Problem:
Based on the entries below, how many lines contain the word "Render"? Respond with only the number.

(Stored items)
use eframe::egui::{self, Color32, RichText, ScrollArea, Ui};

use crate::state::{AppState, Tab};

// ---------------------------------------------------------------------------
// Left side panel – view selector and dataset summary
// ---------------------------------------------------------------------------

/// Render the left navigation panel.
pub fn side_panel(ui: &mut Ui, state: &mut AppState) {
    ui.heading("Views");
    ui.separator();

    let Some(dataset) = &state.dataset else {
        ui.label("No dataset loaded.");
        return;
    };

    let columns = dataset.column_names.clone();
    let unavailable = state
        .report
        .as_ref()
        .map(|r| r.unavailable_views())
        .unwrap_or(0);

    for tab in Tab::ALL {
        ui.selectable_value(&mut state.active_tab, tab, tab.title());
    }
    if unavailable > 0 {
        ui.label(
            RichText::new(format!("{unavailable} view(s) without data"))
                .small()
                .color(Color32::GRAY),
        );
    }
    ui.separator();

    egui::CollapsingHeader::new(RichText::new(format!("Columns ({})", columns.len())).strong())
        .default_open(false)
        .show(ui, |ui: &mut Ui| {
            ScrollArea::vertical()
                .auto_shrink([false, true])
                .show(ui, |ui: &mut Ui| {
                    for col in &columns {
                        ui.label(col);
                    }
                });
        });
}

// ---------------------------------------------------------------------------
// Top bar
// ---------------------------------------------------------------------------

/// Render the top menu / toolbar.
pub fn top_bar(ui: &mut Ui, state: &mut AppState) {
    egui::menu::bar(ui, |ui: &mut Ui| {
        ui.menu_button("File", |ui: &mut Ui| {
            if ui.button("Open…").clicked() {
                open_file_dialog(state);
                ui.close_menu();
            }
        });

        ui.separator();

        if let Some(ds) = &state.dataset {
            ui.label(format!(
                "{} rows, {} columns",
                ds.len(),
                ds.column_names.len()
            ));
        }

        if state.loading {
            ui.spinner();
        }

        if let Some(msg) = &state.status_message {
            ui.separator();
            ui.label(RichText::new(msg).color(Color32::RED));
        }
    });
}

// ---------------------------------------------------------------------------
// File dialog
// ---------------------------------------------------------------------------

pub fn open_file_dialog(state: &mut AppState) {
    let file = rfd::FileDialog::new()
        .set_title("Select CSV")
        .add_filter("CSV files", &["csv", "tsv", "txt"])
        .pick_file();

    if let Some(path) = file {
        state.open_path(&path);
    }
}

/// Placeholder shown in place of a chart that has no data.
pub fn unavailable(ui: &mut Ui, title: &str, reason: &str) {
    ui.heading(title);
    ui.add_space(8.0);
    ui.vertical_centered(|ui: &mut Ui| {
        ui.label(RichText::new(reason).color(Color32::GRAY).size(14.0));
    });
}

--

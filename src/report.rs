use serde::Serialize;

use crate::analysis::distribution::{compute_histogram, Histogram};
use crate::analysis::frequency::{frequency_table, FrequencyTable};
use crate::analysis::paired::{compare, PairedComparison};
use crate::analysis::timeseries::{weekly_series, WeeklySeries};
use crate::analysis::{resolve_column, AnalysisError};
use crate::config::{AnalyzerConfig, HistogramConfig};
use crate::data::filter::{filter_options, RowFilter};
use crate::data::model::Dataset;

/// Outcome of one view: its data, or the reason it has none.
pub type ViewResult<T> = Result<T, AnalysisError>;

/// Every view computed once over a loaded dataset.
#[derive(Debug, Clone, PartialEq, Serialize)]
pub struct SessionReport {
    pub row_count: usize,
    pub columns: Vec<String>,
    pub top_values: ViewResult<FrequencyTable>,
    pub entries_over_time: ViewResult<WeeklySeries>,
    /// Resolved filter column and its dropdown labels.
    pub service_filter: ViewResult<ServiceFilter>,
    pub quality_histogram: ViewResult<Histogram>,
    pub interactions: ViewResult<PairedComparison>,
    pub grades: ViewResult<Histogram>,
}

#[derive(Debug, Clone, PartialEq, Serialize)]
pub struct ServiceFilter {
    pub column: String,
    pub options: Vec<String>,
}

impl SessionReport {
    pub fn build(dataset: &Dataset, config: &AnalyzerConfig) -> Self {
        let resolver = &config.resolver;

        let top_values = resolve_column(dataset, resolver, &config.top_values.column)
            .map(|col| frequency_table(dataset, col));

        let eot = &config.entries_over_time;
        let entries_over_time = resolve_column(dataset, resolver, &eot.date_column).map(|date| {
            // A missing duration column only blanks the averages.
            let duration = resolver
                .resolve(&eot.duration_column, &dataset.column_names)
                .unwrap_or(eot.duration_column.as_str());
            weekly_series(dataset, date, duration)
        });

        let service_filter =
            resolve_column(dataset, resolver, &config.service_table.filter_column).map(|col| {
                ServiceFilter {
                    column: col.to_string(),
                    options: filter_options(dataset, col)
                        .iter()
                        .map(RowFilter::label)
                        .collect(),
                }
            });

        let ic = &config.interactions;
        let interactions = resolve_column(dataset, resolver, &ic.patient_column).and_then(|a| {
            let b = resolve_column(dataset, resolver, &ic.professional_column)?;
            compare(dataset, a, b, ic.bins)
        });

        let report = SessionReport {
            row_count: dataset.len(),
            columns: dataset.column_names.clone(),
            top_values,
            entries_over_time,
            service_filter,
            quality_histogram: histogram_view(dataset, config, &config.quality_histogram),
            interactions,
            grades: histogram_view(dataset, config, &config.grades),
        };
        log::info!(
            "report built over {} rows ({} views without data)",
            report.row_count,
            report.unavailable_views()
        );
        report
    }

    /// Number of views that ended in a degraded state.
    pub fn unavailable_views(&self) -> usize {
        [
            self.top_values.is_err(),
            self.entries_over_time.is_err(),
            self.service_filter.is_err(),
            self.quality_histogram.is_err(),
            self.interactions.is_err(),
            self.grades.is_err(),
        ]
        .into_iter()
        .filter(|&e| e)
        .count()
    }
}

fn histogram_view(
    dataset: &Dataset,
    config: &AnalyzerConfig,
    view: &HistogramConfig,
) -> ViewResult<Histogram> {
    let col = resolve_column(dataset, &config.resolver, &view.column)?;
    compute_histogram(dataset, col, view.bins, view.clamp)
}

---

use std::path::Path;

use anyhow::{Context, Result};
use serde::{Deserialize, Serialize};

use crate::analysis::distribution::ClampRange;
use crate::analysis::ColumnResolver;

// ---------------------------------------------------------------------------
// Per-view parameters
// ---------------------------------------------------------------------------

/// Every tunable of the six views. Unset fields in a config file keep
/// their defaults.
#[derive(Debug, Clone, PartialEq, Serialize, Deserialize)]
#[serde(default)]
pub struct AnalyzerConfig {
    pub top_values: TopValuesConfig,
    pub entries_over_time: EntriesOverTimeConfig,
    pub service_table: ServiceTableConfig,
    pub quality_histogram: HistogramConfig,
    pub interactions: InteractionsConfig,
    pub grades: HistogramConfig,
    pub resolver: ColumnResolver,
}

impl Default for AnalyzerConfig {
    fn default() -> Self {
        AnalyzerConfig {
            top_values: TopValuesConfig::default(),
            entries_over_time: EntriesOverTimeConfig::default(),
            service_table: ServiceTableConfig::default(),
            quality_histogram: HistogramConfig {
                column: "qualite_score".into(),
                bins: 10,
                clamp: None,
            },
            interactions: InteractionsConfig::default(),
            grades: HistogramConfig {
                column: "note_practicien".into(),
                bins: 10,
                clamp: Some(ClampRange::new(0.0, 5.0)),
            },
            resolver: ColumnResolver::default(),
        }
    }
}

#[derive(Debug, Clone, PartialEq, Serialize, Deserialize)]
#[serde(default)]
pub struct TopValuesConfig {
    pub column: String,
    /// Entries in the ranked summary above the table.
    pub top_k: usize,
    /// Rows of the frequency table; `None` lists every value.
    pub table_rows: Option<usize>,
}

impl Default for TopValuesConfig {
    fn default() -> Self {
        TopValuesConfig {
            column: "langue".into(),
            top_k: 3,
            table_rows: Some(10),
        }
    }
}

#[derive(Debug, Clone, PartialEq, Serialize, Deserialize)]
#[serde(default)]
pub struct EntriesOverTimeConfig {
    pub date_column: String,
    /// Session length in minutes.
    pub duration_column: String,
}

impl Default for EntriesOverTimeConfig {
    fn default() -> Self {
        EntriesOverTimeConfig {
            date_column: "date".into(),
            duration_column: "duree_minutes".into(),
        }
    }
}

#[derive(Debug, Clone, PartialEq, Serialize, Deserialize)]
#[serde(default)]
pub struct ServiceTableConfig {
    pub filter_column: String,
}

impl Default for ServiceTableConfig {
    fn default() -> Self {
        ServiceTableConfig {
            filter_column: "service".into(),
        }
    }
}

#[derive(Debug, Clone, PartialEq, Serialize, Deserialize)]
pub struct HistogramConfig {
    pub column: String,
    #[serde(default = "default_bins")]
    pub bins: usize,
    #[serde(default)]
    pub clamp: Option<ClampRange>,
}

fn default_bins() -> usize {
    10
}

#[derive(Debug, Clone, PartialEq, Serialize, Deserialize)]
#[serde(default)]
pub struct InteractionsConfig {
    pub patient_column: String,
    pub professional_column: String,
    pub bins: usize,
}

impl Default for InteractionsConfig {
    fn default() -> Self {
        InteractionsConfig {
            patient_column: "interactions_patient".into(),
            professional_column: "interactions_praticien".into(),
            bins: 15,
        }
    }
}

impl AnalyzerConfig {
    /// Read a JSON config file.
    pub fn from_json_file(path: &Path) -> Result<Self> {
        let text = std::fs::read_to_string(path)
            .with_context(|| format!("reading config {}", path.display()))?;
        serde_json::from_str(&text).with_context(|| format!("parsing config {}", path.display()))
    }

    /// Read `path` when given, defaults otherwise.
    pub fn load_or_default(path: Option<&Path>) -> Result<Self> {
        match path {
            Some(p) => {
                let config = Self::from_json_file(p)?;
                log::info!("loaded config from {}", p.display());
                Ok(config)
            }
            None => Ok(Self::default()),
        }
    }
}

Solution for this task:
2